DATASET EXTRACT: Begin

/// GET /auth/me - Profile with role and permission names.
async fn me(State(state): State<AppState>, principal: Principal) -> impl IntoResponse {
    let user_repo = UserRepository::new((*state.db).clone());
    let user = match user_repo.find_by_id(principal.user_id).await {
        Ok(Some(u)) => u,
        Ok(None) => {
            return (
                StatusCode::NOT_FOUND,
                Json(json!({
                    "error": "not_found",
                    "message": "User not found"
                })),
            )
                .into_response();
        }
        Err(e) => {
            error!(error = %e, "Database error loading profile");
            return internal_error("An error occurred loading the profile");
        }
    };

    Json(json!({
        "status": true,
        "user": {
            "id": user.id,
            "email": user.email,
            "first_name": user.first_name,
            "last_name": user.last_name,
            "phone": user.phone,
            "status": user.status,
            "role": principal.role_name,
            "permissions": principal.permissions.to_sorted_vec(),
            "last_login_at": user.last_login_at,
            "created_at": user.created_at
        }
    }))
    .into_response()
}

/// POST /auth/change-password - Rotate the password.
///
/// Stamps `password_changed_at` so outstanding access tokens die at the
/// authorization gate, and revokes all refresh tokens.
async fn change_password(
    State(state): State<AppState>,
    principal: Principal,
    headers: HeaderMap,
    Json(payload): Json<ChangePasswordRequest>,
) -> impl IntoResponse {
    let (ip, user_agent) = client_meta(&headers);
    let user_repo = UserRepository::new((*state.db).clone());

    if payload.new_password.len() < state.password.min_length {
        return (
            StatusCode::BAD_REQUEST,
            Json(json!({
                "error": "password_too_short",
                "message": format!(
                    "Password must be at least {} characters",
                    state.password.min_length
                )
            })),
        )
            .into_response();
    }

    let user = match user_repo.find_by_id(principal.user_id).await {
        Ok(Some(u)) => u,
        Ok(None) => {
            return (
                StatusCode::NOT_FOUND,
                Json(json!({
                    "error": "not_found",
                    "message": "User not found"
                })),
            )
                .into_response();
        }
        Err(e) => {
            error!(error = %e, "Database error during password change");
            return internal_error("An error occurred changing the password");
        }
    };

    match verify_password(&payload.current_password, &user.password_hash) {
        Ok(true) => {}
        Ok(false) => {
            return (
                StatusCode::UNAUTHORIZED,
                Json(json!({
                    "error": "invalid_credentials",
                    "message": "Current password is incorrect"
                })),
            )
                .into_response();
        }
        Err(e) => {
            error!(error = %e, "Password verification error");
            return internal_error("An error occurred changing the password");
        }
    }

    let new_hash = match hash_password(&payload.new_password) {
        Ok(h) => h,
        Err(e) => {
            error!(error = %e, "Failed to hash password");
            return internal_error("An error occurred changing the password");
        }
    };

    if let Err(e) = user_repo.update_password(principal.user_id, &new_hash).await {
        error!(error = %e, "Failed to update password");
        return internal_error("An error occurred changing the password");
    }

    let refresh_repo = RefreshTokenRepository::new((*state.db).clone());
    if let Err(e) = refresh_repo.revoke_all_for_user(principal.user_id).await {
        warn!(error = %e, "Failed to revoke refresh tokens after password change");
    }

    state
        .audit
        .record_password_change(principal.user_id, ip.as_deref(), user_agent.as_deref())
        .await;
    info!(user_id = %principal.user_id, "Password changed");

    Json(json!({ "status": true })).into_response()
}
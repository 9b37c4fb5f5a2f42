//! Database layer with `SeaORM` entities and repositories.
//!
//! This crate provides:
//! - `SeaORM` entity definitions
//! - Repository abstractions for data access
//! - Database migrations
//!
//! Schema definitions use the portable migration DSL so the same
//! migrations run against Postgres in production and in-memory SQLite in
//! the test suites.

pub mod entities;
pub mod migration;
pub mod repositories;

pub use repositories::{
    ActivityLogRepository, LoginHistoryRepository, PermissionRepository, RefreshTokenRepository,
    RoleRepository, SessionRepository, UserRepository,
};

use sea_orm::{Database, DatabaseConnection, DbErr};

/// Establishes a connection to the database.
///
/// # Errors
///
/// Returns an error if the connection cannot be established.
pub async fn connect(database_url: &str) -> Result<DatabaseConnection, DbErr> {
    Database::connect(database_url).await
}
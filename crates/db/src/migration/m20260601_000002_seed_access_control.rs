//! Seeds the permission catalog and the built-in system roles.
//!
//! Permissions are immutable reference data; the `admin` system role holds
//! the full catalog, the `employee` system role starts with none.

use chrono::Utc;
use sea_orm::{ActiveModelTrait, ColumnTrait, EntityTrait, QueryFilter, Set};
use sea_orm_migration::prelude::*;
use uuid::Uuid;

use crate::entities::{permissions, role_permissions, roles};

const PERMISSIONS: &[(&str, &str, &str)] = &[
    ("users.view", "users", "view"),
    ("users.create", "users", "create"),
    ("users.update", "users", "update"),
    ("users.delete", "users", "delete"),
    ("roles.view", "roles", "view"),
    ("roles.create", "roles", "create"),
    ("roles.update", "roles", "update"),
    ("roles.delete", "roles", "delete"),
    ("activity_logs.view", "activity_logs", "view"),
];

#[derive(DeriveMigrationName)]
pub struct Migration;

#[async_trait::async_trait]
impl MigrationTrait for Migration {
    async fn up(&self, manager: &SchemaManager) -> Result<(), DbErr> {
        let db = manager.get_connection();
        let now = Utc::now();

        let mut permission_ids = Vec::with_capacity(PERMISSIONS.len());
        for (name, module, action) in PERMISSIONS {
            let id = Uuid::new_v4();
            permissions::ActiveModel {
                id: Set(id),
                name: Set((*name).to_string()),
                module: Set((*module).to_string()),
                action: Set((*action).to_string()),
                description: Set(None),
                created_at: Set(now),
            }
            .insert(db)
            .await?;
            permission_ids.push(id);
        }

        let admin_role_id = Uuid::new_v4();
        roles::ActiveModel {
            id: Set(admin_role_id),
            name: Set("admin".to_string()),
            description: Set(Some("Full administrative access".to_string())),
            is_system: Set(true),
            created_at: Set(now),
            updated_at: Set(now),
        }
        .insert(db)
        .await?;

        roles::ActiveModel {
            id: Set(Uuid::new_v4()),
            name: Set("employee".to_string()),
            description: Set(Some("Default role without administrative access".to_string())),
            is_system: Set(true),
            created_at: Set(now),
            updated_at: Set(now),
        }
        .insert(db)
        .await?;

        for permission_id in permission_ids {
            role_permissions::ActiveModel {
                role_id: Set(admin_role_id),
                permission_id: Set(permission_id),
            }
            .insert(db)
            .await?;
        }

        Ok(())
    }

    async fn down(&self, manager: &SchemaManager) -> Result<(), DbErr> {
        let db = manager.get_connection();

        role_permissions::Entity::delete_many().exec(db).await?;
        roles::Entity::delete_many()
            .filter(roles::Column::IsSystem.eq(true))
            .exec(db)
            .await?;
        permissions::Entity::delete_many().exec(db).await?;
        Ok(())
    }
}
//! Login history repository.

use chrono::Utc;
use sea_orm::{
    ActiveModelTrait, ColumnTrait, DatabaseConnection, DbErr, EntityTrait, QueryFilter, QueryOrder,
    QuerySelect, Set,
};
use uuid::Uuid;

use crate::entities::login_history::{self, LoginStatus};

/// Append-only record of login attempts.
#[derive(Debug, Clone)]
pub struct LoginHistoryRepository {
    db: DatabaseConnection,
}

impl LoginHistoryRepository {
    /// Creates a new login history repository.
    #[must_use]
    pub const fn new(db: DatabaseConnection) -> Self {
        Self { db }
    }

    /// Appends a login attempt record.
    ///
    /// # Errors
    ///
    /// Returns an error if the database insert fails.
    pub async fn insert(
        &self,
        user_id: Option<Uuid>,
        ip_address: Option<&str>,
        user_agent: Option<&str>,
        status: LoginStatus,
        fail_reason: Option<&str>,
    ) -> Result<login_history::Model, DbErr> {
        login_history::ActiveModel {
            id: Set(Uuid::new_v4()),
            user_id: Set(user_id),
            ip_address: Set(ip_address.map(String::from)),
            user_agent: Set(user_agent.map(String::from)),
            status: Set(status),
            fail_reason: Set(fail_reason.map(String::from)),
            created_at: Set(Utc::now()),
        }
        .insert(&self.db)
        .await
    }

    /// Returns a user's most recent login attempts, newest first.
    ///
    /// # Errors
    ///
    /// Returns an error if the database query fails.
    pub async fn recent(
        &self,
        user_id: Uuid,
        limit: u64,
    ) -> Result<Vec<login_history::Model>, DbErr> {
        login_history::Entity::find()
            .filter(login_history::Column::UserId.eq(user_id))
            .order_by_desc(login_history::Column::CreatedAt)
            .limit(limit)
            .all(&self.db)
            .await
    }
}
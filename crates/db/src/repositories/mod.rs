//! Repository abstractions for data access.

pub mod activity_log;
pub mod login_history;
pub mod permission;
pub mod refresh_token;
pub mod role;
pub mod session;
pub mod user;

pub use activity_log::{ActivityLogFilter, ActivityLogRepository, NewActivityLog};
pub use login_history::LoginHistoryRepository;
pub use permission::PermissionRepository;
pub use refresh_token::RefreshTokenRepository;
pub use role::RoleRepository;
pub use session::SessionRepository;
pub use user::{UserChanges, UserListFilter, UserRepository};

use sha2::{Digest, Sha256};

/// Hashes a presented token for storage or lookup.
///
/// Raw tokens are never persisted; sessions and refresh tokens store the
/// SHA-256 digest of the signed JWT.
#[must_use]
pub fn hash_token(token: &str) -> String {
    let mut hasher = Sha256::new();
    hasher.update(token.as_bytes());
    format!("{:x}", hasher.finalize())
}

#[cfg(test)]
mod tests {
    use super::*;

    #[test]
    fn test_hash_token_is_deterministic() {
        assert_eq!(hash_token("abc"), hash_token("abc"));
        assert_ne!(hash_token("abc"), hash_token("abd"));
    }

    #[test]
    fn test_hash_token_is_hex_sha256() {
        let hash = hash_token("");
        assert_eq!(hash.len(), 64);
        assert_eq!(
            hash,
            "e3b0c44298fc1c149afbf4c8996fb92427ae41e4649b934ca495991b7852b855"
        );
    }
}
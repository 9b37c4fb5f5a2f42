//! `SeaORM` Entity for the activity_logs table.
//!
//! Append-only audit trail. Value snapshots and metadata are stored as
//! serialized JSON text.

use sea_orm::entity::prelude::*;
use serde::{Deserialize, Serialize};

/// Outcome recorded with an audit entry.
#[derive(Clone, Copy, Debug, PartialEq, Eq, EnumIter, DeriveActiveEnum, Serialize, Deserialize)]
#[sea_orm(rs_type = "String", db_type = "String(StringLen::N(16))")]
#[serde(rename_all = "snake_case")]
pub enum LogStatus {
    /// The audited operation succeeded.
    #[sea_orm(string_value = "success")]
    Success,
    /// The audited operation failed.
    #[sea_orm(string_value = "failure")]
    Failure,
}

#[derive(Clone, Debug, PartialEq, DeriveEntityModel, Eq, Serialize, Deserialize)]
#[sea_orm(table_name = "activity_logs")]
pub struct Model {
    #[sea_orm(primary_key, auto_increment = false)]
    pub id: Uuid,
    /// Nullable: unauthenticated failures still log.
    pub user_id: Option<Uuid>,
    pub action: String,
    pub module: Option<String>,
    pub entity: Option<String>,
    pub entity_id: Option<String>,
    pub description: Option<String>,
    #[sea_orm(column_type = "Text", nullable)]
    pub old_values: Option<String>,
    #[sea_orm(column_type = "Text", nullable)]
    pub new_values: Option<String>,
    pub ip_address: Option<String>,
    pub user_agent: Option<String>,
    pub status: LogStatus,
    pub error_message: Option<String>,
    #[sea_orm(column_type = "Text", nullable)]
    pub metadata: Option<String>,
    pub created_at: DateTimeUtc,
}

#[derive(Copy, Clone, Debug, EnumIter, DeriveRelation)]
pub enum Relation {
    #[sea_orm(
        belongs_to = "super::users::Entity",
        from = "Column::UserId",
        to = "super::users::Column::Id"
    )]
    Users,
}

impl Related<super::users::Entity> for Entity {
    fn to() -> RelationDef {
        Relation::Users.def()
    }
}

impl ActiveModelBehavior for ActiveModel {}
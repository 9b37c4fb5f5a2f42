//! `SeaORM` Entity for the users table.

use sea_orm::entity::prelude::*;
use serde::{Deserialize, Serialize};

/// Account status.
///
/// `Suspended` covers both lockout (with a `locked_until` timestamp) and
/// administrative suspension (without one); only the former is auto-healed.
#[derive(Clone, Copy, Debug, PartialEq, Eq, EnumIter, DeriveActiveEnum, Serialize, Deserialize)]
#[sea_orm(rs_type = "String", db_type = "String(StringLen::N(16))")]
#[serde(rename_all = "snake_case")]
pub enum UserStatus {
    /// Account may log in.
    #[sea_orm(string_value = "active")]
    Active,
    /// Account temporarily or administratively suspended.
    #[sea_orm(string_value = "suspended")]
    Suspended,
    /// Account disabled.
    #[sea_orm(string_value = "inactive")]
    Inactive,
}

#[derive(Clone, Debug, PartialEq, DeriveEntityModel, Eq, Serialize, Deserialize)]
#[sea_orm(table_name = "users")]
pub struct Model {
    #[sea_orm(primary_key, auto_increment = false)]
    pub id: Uuid,
    #[sea_orm(unique)]
    pub email: String,
    pub password_hash: String,
    pub first_name: String,
    pub last_name: String,
    pub phone: Option<String>,
    pub status: UserStatus,
    pub role_id: Option<Uuid>,
    pub failed_login_attempts: i32,
    pub locked_until: Option<DateTimeUtc>,
    pub password_changed_at: Option<DateTimeUtc>,
    pub last_login_at: Option<DateTimeUtc>,
    pub last_login_ip: Option<String>,
    pub created_at: DateTimeUtc,
    pub updated_at: DateTimeUtc,
}

#[derive(Copy, Clone, Debug, EnumIter, DeriveRelation)]
pub enum Relation {
    #[sea_orm(
        belongs_to = "super::roles::Entity",
        from = "Column::RoleId",
        to = "super::roles::Column::Id"
    )]
    Roles,
    #[sea_orm(has_many = "super::sessions::Entity")]
    Sessions,
    #[sea_orm(has_many = "super::refresh_tokens::Entity")]
    RefreshTokens,
}

impl Related<super::roles::Entity> for Entity {
    fn to() -> RelationDef {
        Relation::Roles.def()
    }
}

impl Related<super::sessions::Entity> for Entity {
    fn to() -> RelationDef {
        Relation::Sessions.def()
    }
}

impl Related<super::refresh_tokens::Entity> for Entity {
    fn to() -> RelationDef {
        Relation::RefreshTokens.def()
    }
}

impl ActiveModelBehavior for ActiveModel {}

DATASET EXTRACT: End

#### [ASSIGNED TASK]
Your response should be the lines of the entries above that include the string "manager".

#### [ANSWER SPACE]
    async fn up(&self, manager: &SchemaManager) -> Result<(), DbErr> {
        let db = manager.get_connection();
    async fn down(&self, manager: &SchemaManager) -> Result<(), DbErr> {
        let db = manager.get_connection();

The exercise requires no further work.